All lines holding the word "mobile" should be located in the records and copied.

Items from a dataset:
↓

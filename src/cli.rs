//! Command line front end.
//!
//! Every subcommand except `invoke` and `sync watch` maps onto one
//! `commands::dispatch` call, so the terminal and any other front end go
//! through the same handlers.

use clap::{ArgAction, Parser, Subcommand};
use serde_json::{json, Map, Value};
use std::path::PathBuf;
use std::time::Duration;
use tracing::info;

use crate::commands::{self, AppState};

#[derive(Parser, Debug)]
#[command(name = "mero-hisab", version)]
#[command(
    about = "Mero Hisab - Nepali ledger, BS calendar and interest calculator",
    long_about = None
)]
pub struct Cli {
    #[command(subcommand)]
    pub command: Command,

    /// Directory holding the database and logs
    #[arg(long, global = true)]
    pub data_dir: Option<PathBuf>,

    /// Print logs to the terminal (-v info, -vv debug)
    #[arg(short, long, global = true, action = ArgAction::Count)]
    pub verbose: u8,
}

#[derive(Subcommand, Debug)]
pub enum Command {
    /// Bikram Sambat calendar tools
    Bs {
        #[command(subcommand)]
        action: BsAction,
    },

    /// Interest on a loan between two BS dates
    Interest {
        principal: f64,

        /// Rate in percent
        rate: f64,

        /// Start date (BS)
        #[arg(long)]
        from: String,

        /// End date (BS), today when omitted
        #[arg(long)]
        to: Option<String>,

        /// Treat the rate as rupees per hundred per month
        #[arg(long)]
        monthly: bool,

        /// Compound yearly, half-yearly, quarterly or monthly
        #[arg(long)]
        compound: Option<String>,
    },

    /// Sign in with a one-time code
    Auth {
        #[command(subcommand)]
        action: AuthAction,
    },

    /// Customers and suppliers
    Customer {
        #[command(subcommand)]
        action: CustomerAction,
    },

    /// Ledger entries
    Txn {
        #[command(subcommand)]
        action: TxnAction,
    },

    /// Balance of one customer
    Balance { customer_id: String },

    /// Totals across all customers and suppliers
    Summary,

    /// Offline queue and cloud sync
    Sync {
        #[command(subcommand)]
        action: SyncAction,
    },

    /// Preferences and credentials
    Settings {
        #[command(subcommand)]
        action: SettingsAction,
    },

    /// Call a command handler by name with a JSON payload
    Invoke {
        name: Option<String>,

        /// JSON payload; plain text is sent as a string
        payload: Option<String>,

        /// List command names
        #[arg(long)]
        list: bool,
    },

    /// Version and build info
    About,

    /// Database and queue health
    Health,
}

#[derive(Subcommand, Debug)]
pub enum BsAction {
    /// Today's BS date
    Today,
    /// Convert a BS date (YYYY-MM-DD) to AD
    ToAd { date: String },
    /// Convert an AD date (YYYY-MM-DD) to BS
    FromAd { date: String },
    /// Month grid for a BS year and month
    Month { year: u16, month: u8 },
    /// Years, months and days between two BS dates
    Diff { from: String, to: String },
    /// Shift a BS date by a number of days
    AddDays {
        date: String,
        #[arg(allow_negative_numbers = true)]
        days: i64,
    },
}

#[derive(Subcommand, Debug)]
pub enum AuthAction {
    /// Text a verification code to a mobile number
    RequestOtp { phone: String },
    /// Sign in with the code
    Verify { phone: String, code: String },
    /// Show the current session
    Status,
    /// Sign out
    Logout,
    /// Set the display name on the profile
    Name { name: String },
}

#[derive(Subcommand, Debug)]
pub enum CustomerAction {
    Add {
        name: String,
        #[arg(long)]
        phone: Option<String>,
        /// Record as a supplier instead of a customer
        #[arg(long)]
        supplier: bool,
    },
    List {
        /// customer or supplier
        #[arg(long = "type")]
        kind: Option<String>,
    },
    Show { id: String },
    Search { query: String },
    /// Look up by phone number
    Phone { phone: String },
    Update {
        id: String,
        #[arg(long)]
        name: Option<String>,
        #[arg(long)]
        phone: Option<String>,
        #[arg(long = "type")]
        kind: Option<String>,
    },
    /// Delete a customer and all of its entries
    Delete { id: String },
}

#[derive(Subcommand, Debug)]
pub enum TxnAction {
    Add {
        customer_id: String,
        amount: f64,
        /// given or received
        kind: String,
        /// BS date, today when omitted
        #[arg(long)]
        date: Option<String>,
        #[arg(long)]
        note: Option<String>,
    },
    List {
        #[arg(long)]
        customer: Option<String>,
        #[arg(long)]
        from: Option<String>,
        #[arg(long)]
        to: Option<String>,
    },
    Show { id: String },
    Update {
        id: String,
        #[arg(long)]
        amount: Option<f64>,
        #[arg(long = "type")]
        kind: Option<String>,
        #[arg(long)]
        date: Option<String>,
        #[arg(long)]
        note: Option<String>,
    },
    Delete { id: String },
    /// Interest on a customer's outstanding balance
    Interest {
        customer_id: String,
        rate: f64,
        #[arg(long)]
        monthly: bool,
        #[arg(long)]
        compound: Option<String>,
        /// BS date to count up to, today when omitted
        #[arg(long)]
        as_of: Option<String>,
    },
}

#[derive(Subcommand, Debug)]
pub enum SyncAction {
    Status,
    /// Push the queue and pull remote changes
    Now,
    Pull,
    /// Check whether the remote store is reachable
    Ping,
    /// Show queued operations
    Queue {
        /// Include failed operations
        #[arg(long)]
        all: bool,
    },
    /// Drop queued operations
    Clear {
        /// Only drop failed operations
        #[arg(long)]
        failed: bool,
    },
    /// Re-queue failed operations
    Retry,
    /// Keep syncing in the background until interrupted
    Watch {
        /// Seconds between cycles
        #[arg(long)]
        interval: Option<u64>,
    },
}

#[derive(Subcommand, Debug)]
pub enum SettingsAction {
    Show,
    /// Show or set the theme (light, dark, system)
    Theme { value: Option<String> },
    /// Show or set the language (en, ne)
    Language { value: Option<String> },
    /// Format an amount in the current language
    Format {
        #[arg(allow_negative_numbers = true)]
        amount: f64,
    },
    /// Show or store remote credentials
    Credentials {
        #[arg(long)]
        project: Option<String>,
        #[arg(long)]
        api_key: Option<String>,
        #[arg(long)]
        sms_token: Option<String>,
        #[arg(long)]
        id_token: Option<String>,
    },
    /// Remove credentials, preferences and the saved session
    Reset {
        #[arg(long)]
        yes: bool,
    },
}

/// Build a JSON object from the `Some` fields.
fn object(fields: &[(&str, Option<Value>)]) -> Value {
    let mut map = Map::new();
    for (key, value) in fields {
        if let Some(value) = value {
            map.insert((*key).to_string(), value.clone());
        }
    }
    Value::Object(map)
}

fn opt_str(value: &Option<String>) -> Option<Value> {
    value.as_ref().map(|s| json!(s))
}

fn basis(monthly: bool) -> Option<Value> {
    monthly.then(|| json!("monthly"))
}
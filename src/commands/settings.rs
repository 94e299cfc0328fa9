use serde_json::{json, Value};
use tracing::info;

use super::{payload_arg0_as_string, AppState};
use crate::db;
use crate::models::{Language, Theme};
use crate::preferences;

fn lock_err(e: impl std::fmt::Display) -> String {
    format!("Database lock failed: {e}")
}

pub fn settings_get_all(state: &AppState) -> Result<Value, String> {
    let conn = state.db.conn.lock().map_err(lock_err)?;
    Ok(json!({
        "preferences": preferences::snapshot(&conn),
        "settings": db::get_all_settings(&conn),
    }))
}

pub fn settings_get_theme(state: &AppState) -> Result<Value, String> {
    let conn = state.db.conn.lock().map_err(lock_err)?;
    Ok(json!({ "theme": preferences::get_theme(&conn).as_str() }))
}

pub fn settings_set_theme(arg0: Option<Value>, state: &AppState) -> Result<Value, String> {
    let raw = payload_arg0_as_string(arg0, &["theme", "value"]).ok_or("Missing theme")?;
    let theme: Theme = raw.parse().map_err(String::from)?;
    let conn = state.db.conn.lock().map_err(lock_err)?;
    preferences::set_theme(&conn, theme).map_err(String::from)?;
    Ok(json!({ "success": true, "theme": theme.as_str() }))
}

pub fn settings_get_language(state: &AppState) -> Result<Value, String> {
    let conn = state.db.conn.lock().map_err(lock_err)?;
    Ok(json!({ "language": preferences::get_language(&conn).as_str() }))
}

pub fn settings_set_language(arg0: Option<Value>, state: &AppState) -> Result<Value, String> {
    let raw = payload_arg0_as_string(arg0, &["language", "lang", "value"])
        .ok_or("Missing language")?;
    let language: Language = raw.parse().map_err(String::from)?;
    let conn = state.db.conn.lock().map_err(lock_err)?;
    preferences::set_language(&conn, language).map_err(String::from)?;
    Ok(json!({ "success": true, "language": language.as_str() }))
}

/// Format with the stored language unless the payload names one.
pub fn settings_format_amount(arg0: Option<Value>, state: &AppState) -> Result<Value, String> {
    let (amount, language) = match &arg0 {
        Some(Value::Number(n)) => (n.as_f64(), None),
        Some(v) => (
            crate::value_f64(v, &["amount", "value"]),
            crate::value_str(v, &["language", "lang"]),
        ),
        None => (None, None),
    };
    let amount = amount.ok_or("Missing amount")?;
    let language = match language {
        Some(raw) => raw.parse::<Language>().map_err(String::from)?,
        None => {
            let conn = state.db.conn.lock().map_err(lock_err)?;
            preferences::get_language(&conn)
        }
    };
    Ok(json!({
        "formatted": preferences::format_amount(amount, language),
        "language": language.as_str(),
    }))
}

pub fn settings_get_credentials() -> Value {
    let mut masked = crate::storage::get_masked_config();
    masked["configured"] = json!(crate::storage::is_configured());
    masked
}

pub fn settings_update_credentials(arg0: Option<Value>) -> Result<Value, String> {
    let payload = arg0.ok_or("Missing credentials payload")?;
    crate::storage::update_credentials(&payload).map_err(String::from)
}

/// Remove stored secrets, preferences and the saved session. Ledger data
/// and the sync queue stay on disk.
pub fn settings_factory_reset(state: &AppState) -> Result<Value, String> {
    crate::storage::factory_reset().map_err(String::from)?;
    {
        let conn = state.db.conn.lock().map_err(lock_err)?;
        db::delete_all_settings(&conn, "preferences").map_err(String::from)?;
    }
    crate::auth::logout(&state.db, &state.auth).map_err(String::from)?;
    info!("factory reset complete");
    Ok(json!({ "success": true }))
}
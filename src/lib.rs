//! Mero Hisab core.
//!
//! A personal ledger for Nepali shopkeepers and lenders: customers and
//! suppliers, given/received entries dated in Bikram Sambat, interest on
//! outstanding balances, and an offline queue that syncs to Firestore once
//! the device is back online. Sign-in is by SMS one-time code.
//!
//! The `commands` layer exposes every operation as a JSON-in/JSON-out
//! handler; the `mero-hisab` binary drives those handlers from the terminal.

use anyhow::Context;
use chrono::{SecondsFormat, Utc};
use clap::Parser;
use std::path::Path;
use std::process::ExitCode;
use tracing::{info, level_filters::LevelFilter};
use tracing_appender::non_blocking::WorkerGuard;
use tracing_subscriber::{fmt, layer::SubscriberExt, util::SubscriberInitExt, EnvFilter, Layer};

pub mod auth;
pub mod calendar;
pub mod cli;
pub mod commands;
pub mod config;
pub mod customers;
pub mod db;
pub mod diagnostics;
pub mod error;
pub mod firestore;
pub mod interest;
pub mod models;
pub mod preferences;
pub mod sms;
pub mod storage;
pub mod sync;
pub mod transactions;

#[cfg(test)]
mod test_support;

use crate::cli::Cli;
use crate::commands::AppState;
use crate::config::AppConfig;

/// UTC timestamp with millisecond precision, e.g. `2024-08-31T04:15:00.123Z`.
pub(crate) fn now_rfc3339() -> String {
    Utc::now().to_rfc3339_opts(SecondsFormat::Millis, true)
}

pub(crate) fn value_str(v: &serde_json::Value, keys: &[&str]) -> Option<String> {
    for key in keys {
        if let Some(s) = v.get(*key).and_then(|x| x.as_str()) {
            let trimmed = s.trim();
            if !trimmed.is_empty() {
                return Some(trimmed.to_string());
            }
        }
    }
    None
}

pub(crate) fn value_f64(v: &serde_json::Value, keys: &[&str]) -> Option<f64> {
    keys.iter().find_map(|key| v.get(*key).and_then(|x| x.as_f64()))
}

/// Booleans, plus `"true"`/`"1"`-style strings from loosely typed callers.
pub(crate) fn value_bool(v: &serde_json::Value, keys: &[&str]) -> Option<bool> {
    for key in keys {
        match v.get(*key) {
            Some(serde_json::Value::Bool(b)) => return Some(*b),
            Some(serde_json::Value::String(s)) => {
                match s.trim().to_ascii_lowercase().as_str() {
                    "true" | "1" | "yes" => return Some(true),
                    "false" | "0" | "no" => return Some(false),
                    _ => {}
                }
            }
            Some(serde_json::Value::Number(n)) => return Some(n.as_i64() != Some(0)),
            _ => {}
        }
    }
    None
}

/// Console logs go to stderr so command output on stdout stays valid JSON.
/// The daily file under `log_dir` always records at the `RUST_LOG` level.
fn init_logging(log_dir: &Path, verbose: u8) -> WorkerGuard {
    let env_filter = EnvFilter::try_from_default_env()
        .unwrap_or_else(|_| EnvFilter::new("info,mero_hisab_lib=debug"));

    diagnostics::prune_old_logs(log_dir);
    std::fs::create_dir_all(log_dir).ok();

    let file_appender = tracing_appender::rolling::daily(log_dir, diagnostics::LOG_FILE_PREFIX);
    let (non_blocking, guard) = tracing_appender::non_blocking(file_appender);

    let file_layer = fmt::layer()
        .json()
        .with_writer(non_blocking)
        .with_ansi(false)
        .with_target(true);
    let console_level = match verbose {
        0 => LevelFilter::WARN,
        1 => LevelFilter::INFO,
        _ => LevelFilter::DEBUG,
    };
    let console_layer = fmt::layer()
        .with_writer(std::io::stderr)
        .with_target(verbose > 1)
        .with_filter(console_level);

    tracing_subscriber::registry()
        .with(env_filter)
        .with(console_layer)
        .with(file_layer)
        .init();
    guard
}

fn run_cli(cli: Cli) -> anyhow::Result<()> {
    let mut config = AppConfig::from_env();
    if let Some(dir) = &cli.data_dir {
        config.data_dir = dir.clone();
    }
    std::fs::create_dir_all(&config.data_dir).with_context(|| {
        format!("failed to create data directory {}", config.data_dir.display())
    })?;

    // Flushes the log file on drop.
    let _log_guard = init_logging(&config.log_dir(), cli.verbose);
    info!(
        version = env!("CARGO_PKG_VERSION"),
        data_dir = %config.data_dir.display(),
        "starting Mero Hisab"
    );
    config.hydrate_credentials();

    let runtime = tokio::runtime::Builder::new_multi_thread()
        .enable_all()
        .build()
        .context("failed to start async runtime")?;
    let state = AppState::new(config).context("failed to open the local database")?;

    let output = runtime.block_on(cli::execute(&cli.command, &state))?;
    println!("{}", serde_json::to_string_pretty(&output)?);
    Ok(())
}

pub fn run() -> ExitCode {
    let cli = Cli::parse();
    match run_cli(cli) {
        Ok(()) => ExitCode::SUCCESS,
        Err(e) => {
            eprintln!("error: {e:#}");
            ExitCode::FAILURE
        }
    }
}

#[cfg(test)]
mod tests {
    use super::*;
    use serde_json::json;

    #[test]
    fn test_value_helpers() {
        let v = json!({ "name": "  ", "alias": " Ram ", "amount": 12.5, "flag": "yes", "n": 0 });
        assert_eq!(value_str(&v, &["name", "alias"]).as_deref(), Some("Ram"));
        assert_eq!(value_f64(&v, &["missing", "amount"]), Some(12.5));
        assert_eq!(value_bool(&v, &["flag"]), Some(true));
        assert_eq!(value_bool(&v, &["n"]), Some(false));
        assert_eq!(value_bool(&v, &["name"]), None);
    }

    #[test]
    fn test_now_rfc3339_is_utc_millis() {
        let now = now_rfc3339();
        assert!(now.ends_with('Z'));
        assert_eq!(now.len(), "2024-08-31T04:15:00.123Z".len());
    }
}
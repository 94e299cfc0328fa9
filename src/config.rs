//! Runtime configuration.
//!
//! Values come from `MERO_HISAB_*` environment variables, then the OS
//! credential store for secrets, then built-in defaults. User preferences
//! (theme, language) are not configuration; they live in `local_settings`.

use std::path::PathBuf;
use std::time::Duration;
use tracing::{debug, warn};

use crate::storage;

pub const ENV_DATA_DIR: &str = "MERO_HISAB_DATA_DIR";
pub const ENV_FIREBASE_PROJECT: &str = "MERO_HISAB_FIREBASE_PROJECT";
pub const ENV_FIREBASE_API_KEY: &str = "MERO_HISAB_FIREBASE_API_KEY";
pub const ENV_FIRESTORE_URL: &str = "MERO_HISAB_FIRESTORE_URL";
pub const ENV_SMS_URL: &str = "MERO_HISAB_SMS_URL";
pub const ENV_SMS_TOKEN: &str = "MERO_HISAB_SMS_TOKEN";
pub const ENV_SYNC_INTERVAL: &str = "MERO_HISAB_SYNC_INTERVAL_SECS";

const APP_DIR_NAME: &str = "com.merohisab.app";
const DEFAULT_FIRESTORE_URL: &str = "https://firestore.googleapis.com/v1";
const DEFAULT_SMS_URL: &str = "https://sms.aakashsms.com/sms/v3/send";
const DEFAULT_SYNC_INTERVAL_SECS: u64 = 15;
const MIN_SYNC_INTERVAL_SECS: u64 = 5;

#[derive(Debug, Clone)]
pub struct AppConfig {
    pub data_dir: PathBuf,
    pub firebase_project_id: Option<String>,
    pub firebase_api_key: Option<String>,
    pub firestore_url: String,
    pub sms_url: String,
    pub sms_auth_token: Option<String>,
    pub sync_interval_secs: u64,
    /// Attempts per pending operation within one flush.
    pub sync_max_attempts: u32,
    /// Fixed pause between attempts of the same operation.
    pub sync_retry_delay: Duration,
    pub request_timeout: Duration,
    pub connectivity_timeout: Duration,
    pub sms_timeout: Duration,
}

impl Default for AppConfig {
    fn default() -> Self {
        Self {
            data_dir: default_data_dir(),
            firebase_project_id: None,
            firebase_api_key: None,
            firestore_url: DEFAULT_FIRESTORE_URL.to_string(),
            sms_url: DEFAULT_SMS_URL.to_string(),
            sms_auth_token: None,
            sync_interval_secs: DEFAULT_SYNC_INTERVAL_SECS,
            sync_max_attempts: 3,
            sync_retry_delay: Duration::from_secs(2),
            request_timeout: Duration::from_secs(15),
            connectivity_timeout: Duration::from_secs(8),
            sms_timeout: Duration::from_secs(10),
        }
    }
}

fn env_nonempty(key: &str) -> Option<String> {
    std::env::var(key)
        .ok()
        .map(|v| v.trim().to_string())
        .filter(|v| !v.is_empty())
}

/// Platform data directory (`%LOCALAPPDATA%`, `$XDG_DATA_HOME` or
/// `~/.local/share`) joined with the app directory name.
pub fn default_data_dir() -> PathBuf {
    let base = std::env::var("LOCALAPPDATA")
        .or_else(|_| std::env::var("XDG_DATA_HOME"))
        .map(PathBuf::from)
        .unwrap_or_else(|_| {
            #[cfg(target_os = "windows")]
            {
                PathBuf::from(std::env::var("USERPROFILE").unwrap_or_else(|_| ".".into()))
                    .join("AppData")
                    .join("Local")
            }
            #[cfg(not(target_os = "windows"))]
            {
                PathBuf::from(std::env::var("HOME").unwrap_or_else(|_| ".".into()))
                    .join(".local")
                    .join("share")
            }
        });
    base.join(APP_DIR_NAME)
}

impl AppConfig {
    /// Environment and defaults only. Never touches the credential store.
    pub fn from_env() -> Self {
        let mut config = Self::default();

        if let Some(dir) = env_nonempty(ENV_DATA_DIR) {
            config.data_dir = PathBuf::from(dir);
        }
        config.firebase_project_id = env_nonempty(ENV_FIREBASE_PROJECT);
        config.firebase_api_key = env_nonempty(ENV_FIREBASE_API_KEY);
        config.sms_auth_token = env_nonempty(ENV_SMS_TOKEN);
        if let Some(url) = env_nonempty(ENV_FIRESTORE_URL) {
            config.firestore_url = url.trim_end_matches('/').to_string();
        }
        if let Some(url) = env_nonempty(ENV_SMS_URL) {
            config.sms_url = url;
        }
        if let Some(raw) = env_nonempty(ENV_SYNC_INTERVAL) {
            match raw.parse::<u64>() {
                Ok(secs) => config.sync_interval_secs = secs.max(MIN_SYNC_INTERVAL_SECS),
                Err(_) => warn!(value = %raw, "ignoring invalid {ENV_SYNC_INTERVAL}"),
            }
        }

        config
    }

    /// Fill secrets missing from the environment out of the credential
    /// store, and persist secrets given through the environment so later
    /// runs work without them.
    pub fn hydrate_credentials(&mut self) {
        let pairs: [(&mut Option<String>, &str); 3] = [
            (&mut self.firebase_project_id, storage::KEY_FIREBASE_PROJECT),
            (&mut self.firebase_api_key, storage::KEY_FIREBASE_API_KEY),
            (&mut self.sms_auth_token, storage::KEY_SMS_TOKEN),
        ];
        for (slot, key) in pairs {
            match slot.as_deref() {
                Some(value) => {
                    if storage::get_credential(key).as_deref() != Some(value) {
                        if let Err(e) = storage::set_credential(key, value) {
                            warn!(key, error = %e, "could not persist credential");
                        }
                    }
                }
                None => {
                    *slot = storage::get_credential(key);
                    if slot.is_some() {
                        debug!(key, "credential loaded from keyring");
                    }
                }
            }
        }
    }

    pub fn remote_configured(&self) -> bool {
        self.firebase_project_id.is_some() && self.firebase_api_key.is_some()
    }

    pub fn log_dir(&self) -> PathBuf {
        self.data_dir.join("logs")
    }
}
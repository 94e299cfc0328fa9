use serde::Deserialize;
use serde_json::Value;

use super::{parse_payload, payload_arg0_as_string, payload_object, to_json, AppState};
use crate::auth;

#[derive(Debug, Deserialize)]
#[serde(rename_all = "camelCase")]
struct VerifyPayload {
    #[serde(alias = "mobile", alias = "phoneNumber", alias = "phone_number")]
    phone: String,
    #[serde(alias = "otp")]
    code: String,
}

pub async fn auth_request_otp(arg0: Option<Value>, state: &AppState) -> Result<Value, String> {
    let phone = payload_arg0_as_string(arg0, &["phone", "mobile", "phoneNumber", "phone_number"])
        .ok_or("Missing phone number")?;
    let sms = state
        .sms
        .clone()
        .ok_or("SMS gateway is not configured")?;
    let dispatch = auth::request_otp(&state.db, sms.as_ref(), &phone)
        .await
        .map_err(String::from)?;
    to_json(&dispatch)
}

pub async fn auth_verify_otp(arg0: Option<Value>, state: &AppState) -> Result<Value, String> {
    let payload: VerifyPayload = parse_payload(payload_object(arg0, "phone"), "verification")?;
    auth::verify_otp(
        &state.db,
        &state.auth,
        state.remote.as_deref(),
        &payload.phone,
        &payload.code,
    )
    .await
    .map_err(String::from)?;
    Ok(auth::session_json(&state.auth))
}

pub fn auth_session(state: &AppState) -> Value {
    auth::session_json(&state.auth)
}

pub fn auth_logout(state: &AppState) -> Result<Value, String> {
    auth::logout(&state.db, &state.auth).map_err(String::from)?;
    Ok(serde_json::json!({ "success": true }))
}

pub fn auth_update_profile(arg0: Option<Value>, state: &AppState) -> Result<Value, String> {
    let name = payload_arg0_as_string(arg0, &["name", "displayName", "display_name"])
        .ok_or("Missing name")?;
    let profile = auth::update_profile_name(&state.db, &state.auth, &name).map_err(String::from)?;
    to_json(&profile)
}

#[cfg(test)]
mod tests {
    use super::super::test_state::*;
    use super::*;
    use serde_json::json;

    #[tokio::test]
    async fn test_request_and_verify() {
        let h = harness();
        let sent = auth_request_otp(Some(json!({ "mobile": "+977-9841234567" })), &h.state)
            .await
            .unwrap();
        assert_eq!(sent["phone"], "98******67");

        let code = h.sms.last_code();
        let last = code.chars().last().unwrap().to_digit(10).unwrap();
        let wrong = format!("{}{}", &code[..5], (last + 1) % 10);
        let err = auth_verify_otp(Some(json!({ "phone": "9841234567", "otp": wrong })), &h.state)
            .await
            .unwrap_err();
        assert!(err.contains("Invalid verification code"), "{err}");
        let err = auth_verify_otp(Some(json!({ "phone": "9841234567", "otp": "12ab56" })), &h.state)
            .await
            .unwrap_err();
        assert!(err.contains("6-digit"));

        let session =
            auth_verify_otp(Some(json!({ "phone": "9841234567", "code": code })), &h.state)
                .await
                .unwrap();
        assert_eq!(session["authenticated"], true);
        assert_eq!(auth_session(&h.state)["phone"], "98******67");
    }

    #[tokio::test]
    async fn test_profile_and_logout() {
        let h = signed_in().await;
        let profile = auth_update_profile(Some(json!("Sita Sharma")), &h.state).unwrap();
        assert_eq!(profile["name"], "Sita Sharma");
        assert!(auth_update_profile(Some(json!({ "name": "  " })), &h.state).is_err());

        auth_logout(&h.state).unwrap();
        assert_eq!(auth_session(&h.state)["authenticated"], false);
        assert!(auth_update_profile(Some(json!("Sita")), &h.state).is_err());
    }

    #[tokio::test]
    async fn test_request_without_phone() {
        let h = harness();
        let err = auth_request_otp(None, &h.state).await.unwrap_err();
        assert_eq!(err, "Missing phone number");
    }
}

↑

EXPECTED OUTPUT:
    /// Text a verification code to a mobile number
    #[serde(alias = "mobile", alias = "phoneNumber", alias = "phone_number")]
    let phone = payload_arg0_as_string(arg0, &["phone", "mobile", "phoneNumber", "phone_number"])
        let sent = auth_request_otp(Some(json!({ "mobile": "+977-9841234567" })), &h.state)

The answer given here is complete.